*Instructions to follow:* Among the entries below, find the lines holding "recording" and copy them.

#### Data records

// SPDX-FileCopyrightText: 2025 Jason Pena <jasonpena@awkless.com>
// SPDX-License-Identifier: MIT

//! Backup ledger.
//!
//! The __backup ledger__ is an append-only history of whatever occupied the
//! link targets before dotstrap replaced them. It is nothing more than a root
//! directory holding one __backup set__ per run that actually had something to
//! back up.
//!
//! # Ledger Layout
//!
//! ```text
//! <backup-root>/
//!     20261019_101500/
//!         starship.toml
//!         zsh/
//!     20261019_101500-1/
//!         ghostty/
//! ```
//!
//! Each backup set is named by a [`SetId`], i.e., the local time of the run
//! that created it. Entries are stored under the base name of the path they
//! were copied from. Sets are never modified after their run ends, and are
//! never pruned by dotstrap. Directories in the backup root that do not parse
//! as a [`SetId`] are ignored.

use crate::{
    fs::{self as dfs, FsError},
    plan::LinkPlan,
};

use chrono::{Local, NaiveDateTime, Timelike};
use std::{
    fmt::{Display, Formatter, Result as FmtResult},
    fs, io,
    path::{Path, PathBuf},
    str::FromStr,
};
use tracing::{debug, info, warn};

const STAMP_FORMAT: &str = "%Y%m%d_%H%M%S";

/// Identifier of a backup set.
///
/// Ordered by timestamp first, then by sequence number for runs that started
/// within the same second.
#[derive(Debug, Clone, Copy, PartialEq, Eq, PartialOrd, Ord, Hash)]
pub struct SetId {
    stamp: NaiveDateTime,
    seq: u32,
}

impl SetId {
    /// Construct identifier for current local time.
    pub fn now() -> Self {
        Self::new(Local::now().naive_local())
    }

    /// Construct identifier for given time.
    ///
    /// Sub-second precision is dropped.
    pub fn new(stamp: NaiveDateTime) -> Self {
        Self {
            stamp: stamp.with_nanosecond(0).unwrap_or(stamp),
            seq: 0,
        }
    }

    fn next_seq(self) -> Self {
        Self {
            stamp: self.stamp,
            seq: self.seq + 1,
        }
    }
}

impl Display for SetId {
    fn fmt(&self, fmt: &mut Formatter<'_>) -> FmtResult {
        write!(fmt, "{}", self.stamp.format(STAMP_FORMAT))?;
        if self.seq > 0 {
            write!(fmt, "-{}", self.seq)?;
        }

        Ok(())
    }
}

impl FromStr for SetId {
    type Err = LedgerError;

    fn from_str(data: &str) -> Result<Self, Self::Err> {
        let invalid = || LedgerError::InvalidSetId(data.into());
        let (stamp, seq) = match data.split_once('-') {
            Some((stamp, seq)) => (stamp, seq.parse::<u32>().map_err(|_| invalid())?),
            None => (data, 0),
        };
        let stamp = NaiveDateTime::parse_from_str(stamp, STAMP_FORMAT).map_err(|_| invalid())?;

        Ok(Self { stamp, seq })
    }
}

/// One stored snapshot of a target.
#[derive(Debug, Clone, PartialEq, Eq)]
pub struct BackupEntry {
    /// Backup set the snapshot belongs to.
    pub timestamp: SetId,

    /// Path the snapshot was taken from.
    pub original_path: PathBuf,

    /// Path of the snapshot inside its backup set.
    pub stored_path: PathBuf,
}

/// Handle to one backup set directory.
#[derive(Debug, Clone, PartialEq, Eq)]
pub struct BackupSet {
    id: SetId,
    path: PathBuf,
}

impl BackupSet {
    /// Identifier of backup set.
    pub fn id(&self) -> SetId {
        self.id
    }

    /// Absolute path to backup set directory.
    pub fn path(&self) -> &Path {
        self.path.as_path()
    }

    /// Map stored snapshots back to the link targets they were taken from.
    ///
    /// Snapshots are matched to targets of `plan` by base name. Stored items
    /// without a matching target cannot be placed anywhere, so they are
    /// reported and skipped.
    ///
    /// # Errors
    ///
    /// - Return [`LedgerError::ReadSet`] if backup set cannot be read.
    pub fn entries(&self, plan: &LinkPlan) -> Result<Vec<BackupEntry>> {
        let read_err = |err| LedgerError::ReadSet {
            source: err,
            path: self.path.clone(),
        };

        let mut stored = Vec::new();
        for entry in fs::read_dir(&self.path).map_err(read_err)? {
            stored.push(entry.map_err(read_err)?.file_name());
        }

        let mut entries = Vec::new();
        for spec in plan.iter() {
            let Some(name) = spec.target.file_name() else {
                continue;
            };
            if let Some(position) = stored.iter().position(|item| item == name) {
                stored.swap_remove(position);
                entries.push(BackupEntry {
                    timestamp: self.id,
                    original_path: spec.target.clone(),
                    stored_path: self.path.join(name),
                });
            }
        }

        for orphan in stored {
            warn!(
                "backup set {} holds {:?} which no planned link claims",
                self.id,
                orphan.to_string_lossy()
            );
        }

        Ok(entries)
    }
}

/// Append-only history of backup sets.
#[derive(Debug, Clone)]
pub struct BackupLedger {
    root: PathBuf,
}

impl BackupLedger {
    /// Construct new backup ledger rooted at `root`.
    ///
    /// Nothing is created on disk until a backup is actually recorded.
    pub fn new(root: impl Into<PathBuf>) -> Self {
        Self { root: root.into() }
    }

    /// Root directory of ledger.
    pub fn root(&self) -> &Path {
        self.root.as_path()
    }

    /// Start recording backups for one run.
    pub fn session(&self, id: SetId) -> BackupSession<'_> {
        BackupSession {
            ledger: self,
            id,
            set: None,
        }
    }

    /// List all backup sets in ascending order.
    ///
    /// A missing ledger root is treated as an empty ledger.
    ///
    /// # Errors
    ///
    /// - Return [`LedgerError::ReadSet`] if ledger root cannot be read.
    pub fn list_backup_sets(&self) -> Result<Vec<BackupSet>> {
        let read_err = |err| LedgerError::ReadSet {
            source: err,
            path: self.root.clone(),
        };

        let dir = match fs::read_dir(&self.root) {
            Ok(dir) => dir,
            Err(err) if err.kind() == io::ErrorKind::NotFound => return Ok(Vec::new()),
            Err(err) => return Err(read_err(err)),
        };

        let mut sets = Vec::new();
        for entry in dir {
            let entry = entry.map_err(read_err)?;
            if !entry.file_type().map_err(read_err)?.is_dir() {
                continue;
            }

            match entry.file_name().to_string_lossy().parse::<SetId>() {
                Ok(id) => sets.push(BackupSet {
                    id,
                    path: entry.path(),
                }),
                Err(_) => debug!("skip foreign entry {:?} in ledger", entry.path().display()),
            }
        }
        sets.sort_by_key(|set| set.id);

        Ok(sets)
    }

    /// Select most recent backup set.
    ///
    /// # Errors
    ///
    /// - Return [`LedgerError::NoBackupFound`] if ledger holds no backup set.
    /// - Return [`LedgerError::ReadSet`] if ledger root cannot be read.
    pub fn most_recent(&self) -> Result<BackupSet> {
        self.list_backup_sets()?
            .pop()
            .ok_or_else(|| LedgerError::NoBackupFound(self.root.clone()))
    }

    fn create_set(&self, id: SetId) -> Result<BackupSet> {
        dfs::ensure_directory(&self.root)?;

        // INVARIANT: Never reuse an existing set, bump sequence until free.
        let mut id = id;
        loop {
            let path = self.root.join(id.to_string());
            match fs::create_dir(&path) {
                Ok(()) => {
                    info!("created backup set {:?}", path.display());
                    return Ok(BackupSet { id, path });
                }
                Err(err) if err.kind() == io::ErrorKind::AlreadyExists => id = id.next_seq(),
                Err(err) => {
                    return Err(LedgerError::CreateSet { source: err, path });
                }
            }
        }
    }
}

/// Backup recording for a single run.
///
/// The backup set directory is created lazily on the first recorded backup,
/// so a run that changes nothing leaves no trace in the ledger.
#[derive(Debug)]
pub struct BackupSession<'ledger> {
    ledger: &'ledger BackupLedger,
    id: SetId,
    set: Option<BackupSet>,
}

impl BackupSession<'_> {
    /// Back up `path` into this run's backup set.
    ///
    /// Returns [`None`] if there was nothing at `path` to back up.
    ///
    /// # Errors
    ///
    /// - Return [`LedgerError::CreateSet`] if backup set cannot be created.
    /// - Return [`LedgerError::Fs`] if the copy fails. A backup set created
    ///   for this very copy is removed again, so rollback never selects it.
    pub fn record(&mut self, path: impl AsRef<Path>) -> Result<Option<BackupEntry>> {
        let path = path.as_ref();
        if fs::symlink_metadata(path).is_err() {
            return Ok(None);
        }

        let (set, fresh) = match self.set.take() {
            Some(set) => (set, false),
            None => (self.ledger.create_set(self.id)?, true),
        };

        let stored = match dfs::backup(path, set.path()) {
            Ok(stored) => stored,
            Err(err) if fresh => {
                if let Err(rm_err) = fs::remove_dir(set.path()) {
                    warn!("failed to remove empty backup set {:?}: {rm_err}", set.path().display());
                }
                return Err(err.into());
            }
            Err(err) => {
                self.set = Some(set);
                return Err(err.into());
            }
        };

        let id = set.id;
        self.set = Some(set);

        Ok(stored.map(|stored_path| BackupEntry {
            timestamp: id,
            original_path: path.to_path_buf(),
            stored_path,
        }))
    }

    /// Backup set created by this session, if any.
    pub fn backup_set(&self) -> Option<&BackupSet> {
        self.set.as_ref()
    }

    /// Finish session, returning the created backup set if any.
    pub fn finish(self) -> Option<BackupSet> {
        self.set
    }
}

/// Backup ledger error types.
#[derive(Debug, thiserror::Error)]
pub enum LedgerError {
    /// Ledger holds no backup set to roll back to.
    #[error("no backup found in {:?}", .0.display())]
    NoBackupFound(PathBuf),

    /// Backup set directory cannot be created.
    #[error("failed to create backup set {:?}", path.display())]
    CreateSet {
        #[source]
        source: io::Error,
        path: PathBuf,
    },

    /// Ledger root or backup set cannot be read.
    #[error("failed to read {:?}", path.display())]
    ReadSet {
        #[source]
        source: io::Error,
        path: PathBuf,
    },

    /// Name is not a backup set identifier.
    #[error("invalid backup set identifier {0:?}")]
    InvalidSetId(String),

    /// Underlying file system primitive fails.
    #[error(transparent)]
    Fs(#[from] FsError),
}

/// Friendly result alias :3
pub type Result<T, E = LedgerError> = std::result::Result<T, E>;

########

*Result of this task:*
    /// Start recording backups for one run.
/// Backup recording for a single run.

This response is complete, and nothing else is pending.